To the performance aspect, a modern Just In Time compiler will In-Line the setter call if it is truly just a trivial set. There's no allocation of a new method stack or any of that cost to consider. Avoiding using getters/setters isn't really a performance concern even as a micro-optimization. (yes there is a cost to perform the inline, but the question refers to webapps, where ostensibly that happens once and the server remains up indefinitely.)
So some things in favor of using the setters
1) The setter may not be just a simple set for all time. I guess this is some personal opinion, but hoping automated tests will catch any and all bugs possibly introduced by skipping a setter that later gains side effects seems naive.
2) Set methods may be instrumented at run time by other frameworks. Persistence systems and aspect oriented programming frameworks can both add additional functionality to set methods that isn't seen in the source of the class. And again, just because one isn't in use now, doesn't mean it never will be.

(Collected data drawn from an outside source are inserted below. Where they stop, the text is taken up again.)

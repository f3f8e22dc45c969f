//! Top-level error type and classification shared by every crate.

use core::fmt;

use crate::{ConfigError, ConnectionError, InputError, ProtocolError};

/// Top-level error type wrapping all MobPad sub-errors.
#[derive(Debug, thiserror::Error)]
pub enum MobpadError {
    /// Colour registry and surface errors
    #[error("Input error: {0}")]
    Input(#[from] InputError),

    /// Wire payload errors
    #[error("Protocol error: {0}")]
    Protocol(#[from] ProtocolError),

    /// Socket and transport errors
    #[error("Connection error: {0}")]
    Connection(#[from] ConnectionError),

    /// Settings errors
    #[error("Configuration error: {0}")]
    Config(#[from] ConfigError),

    /// I/O errors
    #[error("I/O error: {0}")]
    Io(#[source] std::io::Error),

    /// Generic error with context
    #[error("{0}")]
    Other(String),
}

impl MobpadError {
    /// Get the error category for classification.
    pub fn category(&self) -> ErrorCategory {
        match self {
            MobpadError::Input(_) => ErrorCategory::Input,
            MobpadError::Protocol(_) => ErrorCategory::Protocol,
            MobpadError::Connection(_) => ErrorCategory::Connection,
            MobpadError::Config(_) => ErrorCategory::Config,
            MobpadError::Io(_) => ErrorCategory::Io,
            MobpadError::Other(_) => ErrorCategory::Other,
        }
    }

    /// Get the error severity level.
    pub fn severity(&self) -> ErrorSeverity {
        match self {
            MobpadError::Input(e) => e.severity(),
            MobpadError::Protocol(e) => e.severity(),
            MobpadError::Connection(e) => e.severity(),
            MobpadError::Config(e) => e.severity(),
            MobpadError::Io(_) => ErrorSeverity::Error,
            MobpadError::Other(_) => ErrorSeverity::Error,
        }
    }

    /// Check if this error is recoverable.
    ///
    /// Connection failures are always recoverable: the connection monitor
    /// rebuilds the socket on its next health check.
    pub fn is_recoverable(&self) -> bool {
        self.severity() < ErrorSeverity::Critical
    }

    /// Create a generic error with a message.
    pub fn other(msg: impl Into<String>) -> Self {
        MobpadError::Other(msg.into())
    }
}

impl From<std::io::Error> for MobpadError {
    fn from(e: std::io::Error) -> Self {
        MobpadError::Io(e)
    }
}

/// Error category for classification.
#[derive(Debug, Clone, Copy, PartialEq, Eq, Hash)]
#[repr(u8)]
pub enum ErrorCategory {
    /// Colour registry and surface errors
    Input = 0,
    /// Wire payload errors
    Protocol = 1,
    /// Socket and transport errors
    Connection = 2,
    /// Settings errors
    Config = 3,
    /// I/O errors
    Io = 4,
    /// Other errors
    Other = 255,
}

impl fmt::Display for ErrorCategory {
    fn fmt(&self, f: &mut fmt::Formatter<'_>) -> fmt::Result {
        match self {
            ErrorCategory::Input => write!(f, "Input"),
            ErrorCategory::Protocol => write!(f, "Protocol"),
            ErrorCategory::Connection => write!(f, "Connection"),
            ErrorCategory::Config => write!(f, "Config"),
            ErrorCategory::Io => write!(f, "IO"),
            ErrorCategory::Other => write!(f, "Other"),
        }
    }
}

/// Error severity level.
#[derive(Debug, Clone, Copy, PartialEq, Eq, PartialOrd, Ord, Hash)]
#[repr(u8)]
pub enum ErrorSeverity {
    /// Informational, no action required
    Info = 0,
    /// Warning, may require attention
    Warning = 1,
    /// Error, operation failed
    Error = 2,
    /// Critical, the client cannot continue
    Critical = 3,
}

impl fmt::Display for ErrorSeverity {
    fn fmt(&self, f: &mut fmt::Formatter<'_>) -> fmt::Result {
        match self {
            ErrorSeverity::Info => write!(f, "INFO"),
            ErrorSeverity::Warning => write!(f, "WARN"),
            ErrorSeverity::Error => write!(f, "ERROR"),
            ErrorSeverity::Critical => write!(f, "CRITICAL"),
        }
    }
}
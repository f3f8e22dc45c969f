//! Region scan benchmarks
//!
//! The scan runs once per render over every pixel, so it is measured on a
//! phone-sized surface. Pointer handling runs per touch event.

use std::hint::black_box;
use std::sync::Arc;

use criterion::{Criterion, criterion_group, criterion_main};
use mobpad_input::prelude::*;
use mobpad_test_helpers::prelude::*;

fn phone_surface() -> RgbaSurface {
    let mut builder = SurfaceBuilder::new(1080, 720);
    for (index, (colour, _)) in (0u32..).zip(standard::BUTTONS) {
        builder = builder.rect((600 + (index % 4) * 100, 100 + (index / 4) * 100, 60, 60), colour);
    }
    for (index, colour) in (0u32..).zip(standard::DPAD) {
        builder = builder.rect((100 + index * 60, 400, 60, 60), colour);
    }
    builder
        .rect((50, 20, 80, 200), standard::TRIGGERS[0].0)
        .rect((950, 20, 80, 200), standard::TRIGGERS[1].0)
        .rect((300, 500, 160, 160), standard::STICKS[0].0)
        .rect((650, 500, 160, 160), standard::STICKS[1].0)
        .build()
}

fn bench_single_region(c: &mut Criterion) {
    let surface = phone_surface();
    let key = CompositeKey::new(standard::DPAD);

    c.bench_function("derive_bounding_box_dpad", |b| {
        b.iter(|| RegionLocator::derive_bounding_box(black_box(&surface), black_box(&key)))
    });
}

fn bench_locate_all(c: &mut Criterion) {
    let surface = phone_surface();
    let registry = ColourRegistry::standard();

    c.bench_function("locate_all", |b| {
        b.iter(|| RegionLocator::locate_all(black_box(&surface), black_box(&registry)))
    });
}

fn bench_pointer_drag(c: &mut Criterion) {
    let mut pad = PadState::new(Arc::new(ColourRegistry::standard()), phone_surface());
    pad.on_pointer_down(PointerId(1), Point::new(380.0, 580.0));
    let mut step = 0.0f64;

    c.bench_function("stick_drag_and_flush", |b| {
        b.iter(|| {
            step = (step + 1.0) % 40.0;
            pad.on_pointer_move(PointerId(1), Point::new(360.0 + step, 580.0));
            black_box(pad.flush_state())
        })
    });
}

criterion_group!(benches, bench_single_region, bench_locate_all, bench_pointer_drag);
criterion_main!(benches);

3) A field that is accessed via a set method is clearly externally visible and changable state, as opposed to a truly private field with no accessors that is clearly internal state. It can improve understanding if the fields that represent only internally managed state "stand out" in code for lacking set calls.
4) Fewer worries about bugs where people leave off the 'this.' and set a method scope variable instead of the instance scope variable that they hid sloppily. (It's amazing how many people have conditioned themselves to completely ignore compiler warnings, even in IDEs that highlight them.)
In favor of not using the setter
1) All I can come up with is some people may find it easier to read.